La ventenne prima di essere lasciata andare via sarebbe stata invitata a tornare più tardi dalle guardie, senza il fidanzato, per risolvere la situazione. La studentessa, molto scossa, è invece tornata a casa dove ha raccontato tutto ai genitori. Da lì la decisione del padre e dello zio di tornare al centro commerciale la sera stessa, intorno alle 20, per chiedere spiegazioni alle guardie. Un confronto che è poi degenerato in quello che è stato definito un “raid punitivo” contro Mellonio e Anselmo che sono stati spintonati e schiaffeggiati.

Nell’indagare sul pestaggio i poliziotti della Squadra Mobile, coordinati dalla dottoressa Rosalba Garello, hanno raccolto la denuncia della studentessa.
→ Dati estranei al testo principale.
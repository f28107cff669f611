use std::f32::consts::PI;

use bevy::prelude::*;
use constants::navigation::CameraZone;
use constants::roles::ObjectRole;

use crate::engine::camera::camera_switch::CameraSwitched;
use crate::engine::loading::session::SceneSession;
use crate::engine::scene::registry::SceneRegistry;
use crate::interaction::effects::{OriginalMaterial, brightened};
use crate::interaction::hover::HoverState;
use crate::interaction::settings::InteractionSettings;

/// Which one-time reveals already played this session.
#[derive(Debug, Clone, Copy, Default, PartialEq, Eq)]
pub struct RevealFlags {
    pub tree_played: bool,
    pub contact_played: bool,
}

#[derive(Debug, Clone, Copy, PartialEq, Eq)]
pub enum RevealKind {
    /// Staggered brighten-and-fade of every leaf.
    LeafPulse,
    /// Staggered appearance of the "contact me" icons.
    ContactIcons,
}

impl RevealKind {
    pub fn for_zone(zone: CameraZone) -> Option<Self> {
        match zone {
            CameraZone::Tree => Some(Self::LeafPulse),
            CameraZone::Contact => Some(Self::ContactIcons),
            _ => None,
        }
    }

    fn role(self) -> ObjectRole {
        match self {
            Self::LeafPulse => ObjectRole::Leaves,
            Self::ContactIcons => ObjectRole::ContactAnimation,
        }
    }
}

impl RevealFlags {
    pub fn played(&self, kind: RevealKind) -> bool {
        match kind {
            RevealKind::LeafPulse => self.tree_played,
            RevealKind::ContactIcons => self.contact_played,
        }
    }

    pub fn mark_played(&mut self, kind: RevealKind) {
        match kind {
            RevealKind::LeafPulse => self.tree_played = true,
            RevealKind::ContactIcons => self.contact_played = true,
        }
    }
}

/// Colour factor of leaf `index` at `elapsed`, `None` outside its pulse window.
pub fn pulse_factor(elapsed: f32, index: usize, settings: &InteractionSettings) -> Option<f32> {
    let local = elapsed - index as f32 * settings.reveal_stagger_secs;
    if !(0.0..=settings.reveal_pulse_secs).contains(&local) {
        return None;
    }
    let intensity = (PI * local / settings.reveal_pulse_secs).sin();
    Some(1.0 + (settings.reveal_peak_brightness - 1.0) * intensity)
}

/// Whether contact icon `index` is shown at `elapsed`.
pub fn icon_visible(elapsed: f32, index: usize, settings: &InteractionSettings) -> bool {
    let local = elapsed - index as f32 * settings.reveal_stagger_secs;
    (0.0..settings.contact_reveal_hold_secs).contains(&local)
}

fn duration(kind: RevealKind, count: usize, settings: &InteractionSettings) -> f32 {
    let last_start = count.saturating_sub(1) as f32 * settings.reveal_stagger_secs;
    match kind {
        RevealKind::LeafPulse => last_start + settings.reveal_pulse_secs,
        RevealKind::ContactIcons => last_start + settings.contact_reveal_hold_secs,
    }
}

#[derive(Debug)]
struct RevealTarget {
    object: Entity,
    /// Pulse material per mesh, for leaf pulses.
    pulse_materials: Vec<(Entity, Handle<StandardMaterial>)>,
}

#[derive(Debug)]
pub struct ActiveReveal {
    kind: RevealKind,
    elapsed: f32,
    targets: Vec<RevealTarget>,
}

#[derive(Resource, Default, Debug)]
pub struct ActiveReveals(Vec<ActiveReveal>);

impl ActiveReveals {
    pub fn clear(&mut self) {
        self.0.clear();
    }
}

/// Start a zone's reveal on the first switch into it this session. Nothing is
/// claimed while the zone's objects are not loaded yet.
pub fn start_reveals(
    mut switched: EventReader<CameraSwitched>,
    mut session: ResMut<SceneSession>,
    registry: Res<SceneRegistry>,
    originals: Query<&OriginalMaterial>,
    mut materials: ResMut<Assets<StandardMaterial>>,
    mut reveals: ResMut<ActiveReveals>,
) {
    for switch in switched.read() {
        let Some(kind) = CameraZone::from_index(switch.index).and_then(RevealKind::for_zone) else {
            continue;
        };
        let objects = registry.objects(kind.role());
        if session.reveals().played(kind) || objects.is_empty() {
            continue;
        }
        session.reveals_mut().mark_played(kind);

        let targets = objects
            .iter()
            .map(|object| RevealTarget {
                object: object.entity,
                pulse_materials: match kind {
                    RevealKind::LeafPulse => object
                        .meshes
                        .iter()
                        .filter_map(|mesh| {
                            let original = materials.get(&originals.get(*mesh).ok()?.0)?.clone();
                            Some((*mesh, materials.add(original)))
                        })
                        .collect(),
                    RevealKind::ContactIcons => Vec::new(),
                },
            })
            .collect();
        info!("Playing {:?} reveal", kind);
        reveals.0.push(ActiveReveal {
            kind,
            elapsed: 0.0,
            targets,
        });
    }
}

/// Advance running reveals. A hovered leaf keeps its hover material; finished
/// leaves go back to their original material.
pub fn advance_reveals(
    time: Res<Time>,
    settings: Res<InteractionSettings>,
    hover: Res<HoverState>,
    mut reveals: ResMut<ActiveReveals>,
    mut materials: ResMut<Assets<StandardMaterial>>,
    mut mesh_materials: Query<(&OriginalMaterial, &mut MeshMaterial3d<StandardMaterial>)>,
    mut visibility: Query<&mut Visibility>,
) {
    let hovered = hover.hovered().map(|hovered| hovered.object);
    for reveal in &mut reveals.0 {
        reveal.elapsed += time.delta_secs();
        for (index, target) in reveal.targets.iter().enumerate() {
            match reveal.kind {
                RevealKind::LeafPulse => {
                    if hovered == Some(target.object) {
                        continue;
                    }
                    let factor = pulse_factor(reveal.elapsed, index, &settings);
                    for (mesh, pulse) in &target.pulse_materials {
                        let Ok((original, mut material)) = mesh_materials.get_mut(*mesh) else {
                            continue;
                        };
                        match factor {
                            Some(factor) => {
                                let Some(base) = materials.get(&original.0).cloned() else {
                                    continue;
                                };
                                if let Some(pulse_material) = materials.get_mut(pulse) {
                                    *pulse_material = brightened(&base, factor);
                                }
                                if material.0 != *pulse {
                                    material.0 = pulse.clone();
                                }
                            }
                            None if material.0 == *pulse => material.0 = original.0.clone(),
                            None => {}
                        }
                    }
                }
                RevealKind::ContactIcons => {
                    if let Ok(mut icon) = visibility.get_mut(target.object) {
                        let shown = icon_visible(reveal.elapsed, index, &settings);
                        let next = if shown { Visibility::Inherited } else { Visibility::Hidden };
                        if *icon != next {
                            *icon = next;
                        }
                    }
                }
            }
        }
    }

    reveals.0.retain(|reveal| {
        let playing = reveal.elapsed <= duration(reveal.kind, reveal.targets.len(), &settings);
        if !playing {
            debug!("{:?} reveal finished", reveal.kind);
        }
        playing
    });
}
Un racconto che, supportato anche da numerose testimonianze, è stato ritenuto credibile e ha portato all’arresto dei due vigilantes che, al contrario, avevano sempre smentito la versione della ragazza. Contestualmente all’esecuzione dell’ordinanza di custodia cautelare i poliziotti hanno fatto scattare una serie di perquisizioni nella speranza di trovare ulteriori utili riscontri.

Da Procura e Questura arriva anche un appello: “Sarebbe utile sapere se c’è qualche altra ragazza che ha vissuto situazioni simili a questa. Se così fosse è opportuno che denunci l’accaduto riponendo massima fiducia nel lavoro della polizia e della magistratura. Visto il contesto in cui è maturato questo episodio non è da escludere che i vigilantes possano aver avuto atteggiamenti simili in altre circostanze” spiega il dirigente della Squadra Mobile Rosalba Garello.